Structural and dynamic parameters obtained from O-17 NMR, EPR, and NMRD studies of monomeric and dimeric Gd3+ complexes of interest in magnetic resonance imaging: An integrated and theoretically self consistent approach

We present the results of new and previously published O-17 NMR, EPR, and NR?RD studies of aqueous solutions of the Gd3+ octaaqua ion and the commercial MRI contrast agents [Gd(DTPA)(H2O)](2-) (MAGNEVIST, Schering AG, DTPA = 1,1,4,7,7-pentakis(carboxymethyl)-1,4,7-triazaheptane) [Gd(DTPA-BMA)(H2O)] (OMNISCAN, Sanofi Nycomed, DTPA-BMA = 1,7-bis[(N-methylcarbamoyl)methyl]-1,4,7-tris(carboxymethyl)-1,4,7-triazaheptane), and [Gd(DOTA)(H2O)](-) (DOTAREM, Guerbet, DOTA = 1,4,7,10-tetrakis(carboxymethyl)-1,4,7,10-tetraazacyclododecane).

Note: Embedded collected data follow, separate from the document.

use std::sync::Arc;

use tinyrand::{Rand, Seeded, StdRand};
use tinyrand_std::ClockSeed;
use tracing::instrument;

use super::{ServiceResult, require_user};
use crate::db::models::stats::{FreudScore, UserDebateStats};
use crate::db::repositories::DebateStore;

#[derive(Debug, Clone)]
pub struct StatsService {
    store: Arc<dyn DebateStore>,
}

impl StatsService {
    pub fn new(store: Arc<dyn DebateStore>) -> Self {
        Self { store }
    }

    /// Recomputed in full on every call.
    #[instrument(skip(self))]
    pub async fn get_user_stats(&self, user_id: Option<&str>) -> ServiceResult<UserDebateStats> {
        let user_id = require_user(user_id)?;
        let stats = UserDebateStats::from(self.store.stats_rows(user_id).await?);
        tracing::debug!(
            total = stats.total_debates,
            completed = stats.completed_debates,
            "computed user stats"
        );

        Ok(stats)
    }

    #[instrument(skip(self))]
    pub async fn get_freud_score(&self, user_id: Option<&str>) -> ServiceResult<FreudScore> {
        let stats = self.get_user_stats(user_id).await?;
        let mut rand = StdRand::seed(ClockSeed::default().next_u64());

        Ok(FreudScore::from_stats(&stats, &mut rand))
    }
}
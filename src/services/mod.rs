use thiserror::Error;

use crate::db::PgError;
use crate::db::models::session::SessionStatus;
use crate::db::redis::CacheErr;

pub mod analysis;
pub mod history;
pub mod payment;
pub mod relay;
pub mod stats;

pub type ServiceResult<T> = core::result::Result<T, ServiceError>;

#[derive(Debug, Error)]
pub enum ServiceError {
    #[error("{0}")]
    Validation(String),

    #[error("{0}")]
    NotFound(String),

    #[error("cannot move a session from '{from}' to '{to}'")]
    InvalidTransition {
        from: SessionStatus,
        to: SessionStatus,
    },

    #[error("{0}")]
    Persistence(#[from] PgError),

    #[error("{0}")]
    Cache(#[from] CacheErr),

    /// Message is safe to show to clients; the underlying detail is logged where it happens.
    #[error("{0}")]
    Gateway(String),

    #[error("Invalid payment signature")]
    SignatureInvalid,

    #[error("Payment not captured (status: {0})")]
    PaymentNotCaptured(String),
}

impl ServiceError {
    pub fn validation(msg: impl Into<String>) -> Self {
        Self::Validation(msg.into())
    }

    pub fn not_found(msg: impl Into<String>) -> Self {
        Self::NotFound(msg.into())
    }
}

/// Rejects absent or blank user ids before any store access.
pub(crate) fn require_user(user_id: Option<&str>) -> ServiceResult<&str> {
    match user_id.map(str::trim) {
        Some(id) if !id.is_empty() => Ok(id),
        _ => Err(ServiceError::validation("User ID is required")),
    }
}
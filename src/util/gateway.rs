use core::fmt;
use std::collections::BTreeMap;

use async_trait::async_trait;
use serde::de::DeserializeOwned;
use serde::{Deserialize, Serialize};
use serde_json::Value;
use thiserror::Error;
use tracing::instrument;

use crate::util::env::{EnvErr, Var};
use crate::var;

/// Order and payment lookups against the payment provider.
#[async_trait]
pub trait PaymentGateway: Send + Sync + fmt::Debug {
    async fn create_order(&self, order: &OrderRequest) -> GatewayResult<GatewayOrder>;
    async fn fetch_payment(&self, payment_id: &str) -> GatewayResult<GatewayPayment>;

    /// Secret shared with the provider, used to check checkout signatures.
    fn key_secret(&self) -> &str;
}

#[derive(Debug, Clone, Serialize)]
pub struct OrderRequest {
    /// Minor currency units.
    pub amount: u64,
    pub currency: String,
    pub receipt: String,
    pub notes: BTreeMap<String, String>,
}

#[derive(Debug, Clone, PartialEq, Serialize, Deserialize)]
pub struct GatewayOrder {
    pub id: String,
    pub amount: u64,
    pub currency: String,
    #[serde(default)]
    pub receipt: Option<String>,
    #[serde(default)]
    pub status: Option<String>,
}

#[derive(Debug, Clone, PartialEq, Serialize, Deserialize)]
pub struct GatewayPayment {
    pub id: String,
    pub status: String,
    #[serde(default)]
    pub order_id: Option<String>,
    #[serde(default)]
    pub amount: Option<u64>,
}

#[derive(Clone)]
pub struct RazorpayClient {
    client: reqwest::Client,
    base_url: String,
    key_id: String,
    key_secret: String,
}

impl fmt::Debug for RazorpayClient {
    fn fmt(&self, f: &mut fmt::Formatter<'_>) -> fmt::Result {
        f.debug_struct("RazorpayClient")
            .field("base_url", &self.base_url)
            .field("key_id", &self.key_id)
            .finish_non_exhaustive()
    }
}

impl RazorpayClient {
    pub fn new(base_url: &str, key_id: &str, key_secret: &str) -> Self {
        Self {
            client: reqwest::Client::new(),
            base_url: base_url.trim_end_matches('/').to_string(),
            key_id: key_id.to_string(),
            key_secret: key_secret.to_string(),
        }
    }

    #[instrument]
    pub async fn from_env() -> GatewayResult<Self> {
        Ok(Self::new(
            var!(Var::RazorpayApiUrl).await?,
            var!(Var::RazorpayKeyId).await?,
            var!(Var::RazorpayKeySecret).await?,
        ))
    }

    /// Reads the body as `T` when the provider answered 2xx, otherwise keeps whatever detail the
    /// error body carries.
    async fn parse<T>(res: reqwest::Response) -> GatewayResult<T>
    where
        T: DeserializeOwned,
    {
        let status = res.status();
        if !status.is_success() {
            tracing::error!(code = %status, "non-2xx response from payment gateway");
            return Err(match res.json::<Value>().await {
                Ok(body) => GatewayErr::FetchErrWithBody {
                    code: status.as_u16(),
                    body,
                },
                Err(_) => GatewayErr::FetchErr(status.to_string()),
            });
        }

        Ok(res.json::<T>().await?)
    }
}

#[async_trait]
impl PaymentGateway for RazorpayClient {
    #[instrument(skip(self, order), fields(receipt = %order.receipt, amount = order.amount))]
    async fn create_order(&self, order: &OrderRequest) -> GatewayResult<GatewayOrder> {
        let res = self
            .client
            .post(format!("{}/orders", self.base_url))
            .basic_auth(&self.key_id, Some(&self.key_secret))
            .json(order)
            .send()
            .await?;

        let created = Self::parse::<GatewayOrder>(res).await?;
        tracing::info!(order_id = %created.id, "payment order created");

        Ok(created)
    }

    #[instrument(skip(self))]
    async fn fetch_payment(&self, payment_id: &str) -> GatewayResult<GatewayPayment> {
        let res = self
            .client
            .get(format!("{}/payments/{}", self.base_url, payment_id))
            .basic_auth(&self.key_id, Some(&self.key_secret))
            .send()
            .await?;

        Self::parse(res).await
    }

    fn key_secret(&self) -> &str {
        &self.key_secret
    }
}

pub type GatewayResult<T> = core::result::Result<T, GatewayErr>;

#[derive(Debug, Error)]
pub enum GatewayErr {
    #[error("reqwest error: {0}")]
    ReqwestError(#[from] reqwest::Error),

    #[error("while parsing environment vars: {0}")]
    EnvError(#[from] EnvErr),

    #[error("error during gateway request: {0}")]
    FetchErr(String),

    #[error("error (status {code}) during gateway request: {body}")]
    FetchErrWithBody { code: u16, body: Value },
}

High-field EPR measurements at different concentrations give evidence of an intermolecular dipole-dipole electronic relaxation mechanism that has not previously been described for Gd3+ complexes. For the first time, the experimental data from the three techniques for each complex have been treated using a self-consistent theoretical model in a simultaneous multiple parameter least-squares fitting procedure. The lower quality of the fits compared to separate fits of the data for each of the three techniques shows that the increase in the number of adjustable parameters is outweighed by the increased constraint on the fits. The parameters governing the relaxivity of the complexes are thus determined with greater confidence than previously possible. The same approach was used to study two dimeric Gd3+ complexes [pip{Gd(DO3A)(H2O)}(2)] and [bisoxa{Gd(DO3A)(H2O)}(2)] (pip(DO3A)(2) = bis(1,4-(1-(carboxymethyl)-1,4,7,10-tetraaza-4,7,10-tris(carboxymethyl)-1-cyclododecyl-1,4-diazacyclohexane, bisoxa-(DO3A)(2) = bis(1,4-(1-(carboxymethyl)-1,4,7,10-tetraaza-4,7,10-tris(carboxymethyl)-1-cyclododecyl))-1,10-diaza-3,6-dioxadecane) that are being developed as potential second-generation MRT contrast agents. These dimeric complexes are expected to have higher relaxivities than the monomeric contrast agents, due to their longer rotational correlation times. The results of this study show that further relaxivity gain for these complexes will be hindered by the slow rate of water exchange on the complexes. High-field EPR measurements suggest that there is a previously unrecorded intramolecular dipole-dipole mechanism of electronic relaxation, but that this additional contribution to electronic relaxation is of minor importance compared to the limiting effect of water exchange rates in the determination of proton relaxivity in MRI applications.